■ **PROBLEM STATEMENT**
Output must match the data below exactly from its first line through the line that contains "maps through the", with no other line.

■ **STORED DATA**
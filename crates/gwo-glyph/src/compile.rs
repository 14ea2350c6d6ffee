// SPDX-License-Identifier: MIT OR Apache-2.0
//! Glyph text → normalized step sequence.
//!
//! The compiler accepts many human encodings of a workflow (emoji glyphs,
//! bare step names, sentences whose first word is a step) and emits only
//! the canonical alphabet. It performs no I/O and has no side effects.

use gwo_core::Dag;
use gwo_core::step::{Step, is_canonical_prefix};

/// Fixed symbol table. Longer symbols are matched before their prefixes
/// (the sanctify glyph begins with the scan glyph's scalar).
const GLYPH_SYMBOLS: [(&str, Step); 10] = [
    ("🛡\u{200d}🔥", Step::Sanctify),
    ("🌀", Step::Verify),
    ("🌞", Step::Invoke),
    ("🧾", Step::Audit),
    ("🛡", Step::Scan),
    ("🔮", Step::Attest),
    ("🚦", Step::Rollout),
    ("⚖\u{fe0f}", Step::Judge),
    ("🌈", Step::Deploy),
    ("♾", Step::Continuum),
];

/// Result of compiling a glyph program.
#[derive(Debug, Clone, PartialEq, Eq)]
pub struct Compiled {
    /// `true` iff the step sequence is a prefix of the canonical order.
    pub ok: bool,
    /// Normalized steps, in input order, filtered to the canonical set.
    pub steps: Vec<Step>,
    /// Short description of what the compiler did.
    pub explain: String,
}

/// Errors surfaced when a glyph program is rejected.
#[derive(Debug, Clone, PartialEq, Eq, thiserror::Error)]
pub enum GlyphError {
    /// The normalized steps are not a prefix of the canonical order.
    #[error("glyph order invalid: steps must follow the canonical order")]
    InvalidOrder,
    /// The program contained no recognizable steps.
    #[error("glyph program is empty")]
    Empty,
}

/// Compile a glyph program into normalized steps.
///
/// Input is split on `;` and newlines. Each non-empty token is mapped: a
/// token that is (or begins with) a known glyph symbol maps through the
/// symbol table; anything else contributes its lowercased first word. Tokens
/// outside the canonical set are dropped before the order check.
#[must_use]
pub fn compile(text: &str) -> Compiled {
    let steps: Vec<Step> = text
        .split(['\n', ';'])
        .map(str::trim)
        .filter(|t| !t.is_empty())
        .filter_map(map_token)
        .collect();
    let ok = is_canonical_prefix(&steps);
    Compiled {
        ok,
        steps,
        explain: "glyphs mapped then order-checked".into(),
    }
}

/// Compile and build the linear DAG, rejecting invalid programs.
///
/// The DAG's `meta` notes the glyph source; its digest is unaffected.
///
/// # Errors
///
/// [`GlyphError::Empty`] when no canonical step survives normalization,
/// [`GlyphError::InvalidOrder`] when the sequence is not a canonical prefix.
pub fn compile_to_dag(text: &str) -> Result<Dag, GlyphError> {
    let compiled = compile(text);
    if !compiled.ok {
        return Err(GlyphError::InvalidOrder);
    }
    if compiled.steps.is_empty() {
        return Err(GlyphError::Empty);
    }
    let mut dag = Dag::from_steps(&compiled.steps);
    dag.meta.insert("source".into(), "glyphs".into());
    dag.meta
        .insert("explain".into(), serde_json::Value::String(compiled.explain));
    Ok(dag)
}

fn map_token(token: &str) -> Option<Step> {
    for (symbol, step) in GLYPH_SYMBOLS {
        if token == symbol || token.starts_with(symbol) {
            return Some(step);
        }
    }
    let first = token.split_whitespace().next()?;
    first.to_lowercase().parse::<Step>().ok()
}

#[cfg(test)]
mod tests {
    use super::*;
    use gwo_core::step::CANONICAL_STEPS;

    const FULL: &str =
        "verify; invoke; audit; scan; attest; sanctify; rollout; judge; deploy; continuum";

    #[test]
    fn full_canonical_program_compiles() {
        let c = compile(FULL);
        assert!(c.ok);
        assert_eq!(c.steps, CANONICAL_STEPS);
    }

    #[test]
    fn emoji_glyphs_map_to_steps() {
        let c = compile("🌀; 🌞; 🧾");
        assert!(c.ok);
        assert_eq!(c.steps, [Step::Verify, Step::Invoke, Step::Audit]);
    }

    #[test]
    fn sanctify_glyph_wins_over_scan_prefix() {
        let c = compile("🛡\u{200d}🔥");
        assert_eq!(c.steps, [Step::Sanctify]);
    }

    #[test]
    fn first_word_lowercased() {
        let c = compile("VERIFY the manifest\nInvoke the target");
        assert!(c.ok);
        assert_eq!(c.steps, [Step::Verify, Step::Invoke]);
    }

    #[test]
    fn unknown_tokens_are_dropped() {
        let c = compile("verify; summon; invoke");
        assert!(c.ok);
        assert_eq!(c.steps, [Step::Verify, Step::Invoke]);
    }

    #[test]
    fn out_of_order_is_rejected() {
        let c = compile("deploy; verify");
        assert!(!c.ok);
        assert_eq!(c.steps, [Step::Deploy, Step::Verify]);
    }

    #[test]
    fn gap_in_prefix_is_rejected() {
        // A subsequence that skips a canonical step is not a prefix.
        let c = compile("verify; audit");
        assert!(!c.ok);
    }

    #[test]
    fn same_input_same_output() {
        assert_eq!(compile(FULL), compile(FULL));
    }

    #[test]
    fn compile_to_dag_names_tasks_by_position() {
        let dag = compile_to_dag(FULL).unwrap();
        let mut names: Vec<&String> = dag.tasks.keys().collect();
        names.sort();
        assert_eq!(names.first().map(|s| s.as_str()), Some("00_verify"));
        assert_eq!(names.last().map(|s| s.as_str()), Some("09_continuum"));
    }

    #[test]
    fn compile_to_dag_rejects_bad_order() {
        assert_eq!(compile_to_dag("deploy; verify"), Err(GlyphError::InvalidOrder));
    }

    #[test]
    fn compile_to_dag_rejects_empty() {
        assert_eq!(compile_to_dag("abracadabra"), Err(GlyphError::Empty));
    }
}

■ **SOLUTION**
filename crates/gwo-glyph/src/compile.rs
repository 14ea2350c6d6ffee
// SPDX-License-Identifier: MIT OR Apache-2.0
//! Glyph text → normalized step sequence.
//!
//! The compiler accepts many human encodings of a workflow (emoji glyphs,
//! bare step names, sentences whose first word is a step) and emits only
//! the canonical alphabet. It performs no I/O and has no side effects.

use gwo_core::Dag;
use gwo_core::step::{Step, is_canonical_prefix};

/// Fixed symbol table. Longer symbols are matched before their prefixes
/// (the sanctify glyph begins with the scan glyph's scalar).
const GLYPH_SYMBOLS: [(&str, Step); 10] = [
    ("🛡\u{200d}🔥", Step::Sanctify),
    ("🌀", Step::Verify),
    ("🌞", Step::Invoke),
    ("🧾", Step::Audit),
    ("🛡", Step::Scan),
    ("🔮", Step::Attest),
    ("🚦", Step::Rollout),
    ("⚖\u{fe0f}", Step::Judge),
    ("🌈", Step::Deploy),
    ("♾", Step::Continuum),
];

/// Result of compiling a glyph program.
#[derive(Debug, Clone, PartialEq, Eq)]
pub struct Compiled {
    /// `true` iff the step sequence is a prefix of the canonical order.
    pub ok: bool,
    /// Normalized steps, in input order, filtered to the canonical set.
    pub steps: Vec<Step>,
    /// Short description of what the compiler did.
    pub explain: String,
}

/// Errors surfaced when a glyph program is rejected.
#[derive(Debug, Clone, PartialEq, Eq, thiserror::Error)]
pub enum GlyphError {
    /// The normalized steps are not a prefix of the canonical order.
    #[error("glyph order invalid: steps must follow the canonical order")]
    InvalidOrder,
    /// The program contained no recognizable steps.
    #[error("glyph program is empty")]
    Empty,
}

/// Compile a glyph program into normalized steps.
///
/// Input is split on `;` and newlines. Each non-empty token is mapped: a
/// token that is (or begins with) a known glyph symbol maps through the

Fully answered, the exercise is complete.